Verify on the Cube node:

bash
ip addr show natgre
ip route get 1.1.1.1
ip route get 10.1.2.3
tcpdump -ni cube-router 'host 1.1.1.1 or host 169.254.100.2'
tcpdump -ni natgre 'host 1.1.1.1 or host 169.254.100.2'
tcpdump -ni eth0 'proto gre or host 198.51.100.20 or net 10.0.0.0/8'

Then create a sandbox whose allow_out includes the tunnel endpoint, the internet target, and any private target you want to test, for example 169.254.100.2/32, 1.1.1.1/32, and 10.1.2.3/32. Internet traffic should appear on cube-router, leave through natgre, and be NATed again by the GRE remote node before reaching the internet. Private-address traffic should appear on cube-router and then leave through the physical NIC.

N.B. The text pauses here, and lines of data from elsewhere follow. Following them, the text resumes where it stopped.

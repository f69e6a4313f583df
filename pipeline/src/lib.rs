pub mod runner;
pub mod steps;
pub mod trigger;
pub mod workflow;

pub use runner::{PipelineRunner, RunReport, RunStatus, StepRecord};
pub use steps::{
    connect_provider, default_steps, read_revision, Revision, RunContext, SecretStore, Step,
    StepError, StepOutcome, StepResult,
};
pub use trigger::{branch_from_ref, TriggerConfig, TriggerEvent};
pub use workflow::{DefinitionError, DefinitionResult, DeploySettings, PipelineDefinition};
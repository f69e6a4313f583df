pub mod app_service;
pub mod config;
pub mod provider;
pub mod publish_profile;
pub mod types;

pub use app_service::AppServiceProvider;
pub use config::AppServiceConfig;
pub use provider::{HostingError, HostingProvider, HostingResult};
pub use publish_profile::PublishProfile;
pub use types::{DeployReceipt, DeploymentState, HealthReport};

pub mod prelude {
    pub use crate::app_service::*;
    pub use crate::config::*;
    pub use crate::provider::*;
    pub use crate::publish_profile::*;
    pub use crate::types::*;
}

Example 2: Dual NIC, One For Internet And One For Internal Network

This example keeps the node default route on one NIC for internet access, and routes private-address traffic through another physical NIC. Sandbox traffic follows the same host routing decision after it enters cube-router.

Example topology:

RoleExample value
Internet NICeth0, 10.206.0.4
Internet gateway10.206.0.1
Internal NICeth1, 10.206.0.15
Internal gateway10.206.0.1
Internet target1.1.1.1
Internal target10.50.0.12

Configure the host routes on the Cube node:

bash
# Internet traffic uses eth0 by default.
ip route replace default via 10.206.0.1 dev eth0 src 10.206.0.4

# Private-address traffic uses eth1.
ip route replace 10.0.0.0/8 via 10.206.0.1 dev eth1 src 10.206.0.15
ip route replace 172.16.0.0/12 via 10.206.0.1 dev eth1 src 10.206.0.15
ip route replace 192.168.0.0/16 via 10.206.0.1 dev eth1 src 10.206.0.15

Expected host route excerpt:

bash
default via 10.206.0.1 dev eth0 src 10.206.0.4
10.0.0.0/8 via 10.206.0.1 dev eth1 src 10.206.0.15
172.16.0.0/12 via 10.206.0.1 dev eth1 src 10.206.0.15
192.168.0.0/16 via 10.206.0.1 dev eth1 src 10.206.0.15

Check the host routing result before testing the sandbox:

bash
ip route get 1.1.1.1
ip route get 10.50.0.12

The first command should select eth0; the second should select eth1.

Create a sandbox whose allow_out includes both targets, for example 1.1.1.1/32 and 10.50.0.12/32, then test from inside the sandbox:

bash
ping -c 4 1.1.1.1
ping -c 4 10.50.0.12

Verify on the Cube node:

bash
tcpdump -ni cube-router 'host 1.1.1.1 or host 10.50.0.12'
tcpdump -ni eth0 'host 1.1.1.1 or host 10.50.0.12'
tcpdump -ni eth1 'host 1.1.1.1 or host 10.50.0.12'

Expected result:

  • Traffic to 1.1.1.1 appears on cube-router and then eth0.
  • Traffic to 10.50.0.12 appears on cube-router and then eth1.
  • The final source IP on each physical NIC is the IP of that NIC after MASQUERADE.